Buying and selling designer clothing by collectors and fashion enthusiasts on the Internet is a longstanding practice. Fashion forums like Supefuture, Styleforum, and StyleZeitgeist, where these enthusiasts tend to congregate are invaluable assets for hunting down that long-coveted piece, called “the holy grail” in the forum parlance.
The forums, however, are, first and foremost, places for discussing fashion. They can be intimidating to the uninitiated because of the complex dynamics and the learning curve entering such places entails (this is why, despite their immense influence, you don’t see much about forums written in the fashion press). You either need to be knowledgeable about fashion or willing to take some heat during the learning process. But they also reward you with a wealth of information that enriches your understanding of fashion.
One of the things you learn on the forums is provenance of the items in which you initially might have taken only cursory interest, their construction methods, dyeing techniques, and the nature of materials. Most importantly, you learn about the designers’ ethos, philosophy, and his or her cultural influences. That is what gives clothing meaning and provides an emotional connection between the maker and the wearer. In the world full of stuff, forums give enthusiasts a reason to buy without feeling like a mere consumer. Remember, every decision to buy something is also a decision not to buy something else.
Enter Grailed, a website for buying and selling clothes, largely menswear, that at its core works like eBay. It is founded by people who learned the ropes from watching the classifieds sections of the aforementioned forums. Grailed is easy, because it necessitates none of the effort that learning the dynamics of a fashion forum does. For example, on StyleZeitgeist, we require members to have a one hundred post minimum before they are allowed to buy and sell in the classifieds. This is done in order to separate the true fashion enthusiasts from those who merely want to wear “cool shit” and from those who make a living by flipping fashion. None of this happens on Grailed, which is designed purely for buying and selling. A harmless idea on the surface, but by dispensing with discussion Grailed turns all fashion into mere commodity.

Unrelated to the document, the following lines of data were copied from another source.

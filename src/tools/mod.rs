// External tool clients: prediction models and report generation

pub mod prediction;
pub mod report;

pub use prediction::*;
pub use report::*;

Fashion does not simply sell garments but also intrinsic attributes that make them desirable enough to demand a high price tag, whether it’s Japanese selvage denim or a Boris Bidjan Saberi leather jacket. Grailed devalues this by turning itself into a supermarket. That is a serious problem for the menswear avant-grade, which is predicated on creating a connection between the maker and the wearer. Without this connection, a garment is just a garment. And if this is bad for the avant-garde, it will sooner or later be bad for the rest of fashion. Because I know for a fact that members from mainstream fashion design teams, from the mighty Chanel down to the high street All Saints and via the contemporary brands like Helmut Lang and Rag & Bone feed off the ideas of the avant-garde designers in order to simplify them and dish them out to the public.
Surely, having a website like Grailed is a sign of the times. Today, young people, reared on the Internet, are interested in fashion on an unprecedented scale. Unfortunately, in many cases the mentality of these consumers does not extend much beyond wearing “cool shit,” whether by imitating Kanye West, queuing up for the latest Supreme drop, or saving money for a pair of used Rick Owens sneakers.
And just like their mentality is often short on meaning, their wallets are often short on cash. The complaint that I hear most these days is about the culture of “lowballing” – sending a ridiculously low offer for an item – that Grailed has perpetuated. During the era when the male fashion fans bought and sold on the forums they knew the value of the garments because they learned how they were made and by whom. Also, forum members tended to know each other and understood that lowballing is a sign of disrespect, and that a transaction is not just an exchange of money for goods.
No such qualms exist on Grailed, where only the dispassionate laws of capitalism rule. Oscar Wilde’s refrain, “Nowadays people know the price of everything and the value of nothing” has never sounded so prescient. Grailed turns sellers into mere merchants, buyers into mere deal-seeking consumers, and clothing into mere stuff.
Naturally, because Grailed is easy, it has attracted a large number of sellers who decided to drain their closets, further exacerbated by attention from the press. The result is a marketplace with too many sellers, and buyers who by and large neither have the means to buy designer clothes, nor the knowledge to truly appreciate them. Just one example – witness an Undercover parka that should be in a collection of any museum whose fashion curator is worth his chops – languishing on Grailed for a mere $171. Also, please note that the listing indicates, “105 people want this.” How did the secondhand market get to the point where 105 people cannot find $171 for a wool jacket that is a collector’s piece? Do all these people live off their parents’ allowance?
Those of you who have sucked in the laws of laissez faire with your mother’s milk can object all you want that all this emotional connection I talk about is mere sentimentality. But beware; the collapse of the secondary market for designer menswear that Grailed is precipitating may just well be the first domino in a chain that will end with avant-garde designers without a consumer base to support them, because Grailed has conditioned buyers that all clothing is just stuff to be consumed and that bargain-hunting is a god given right.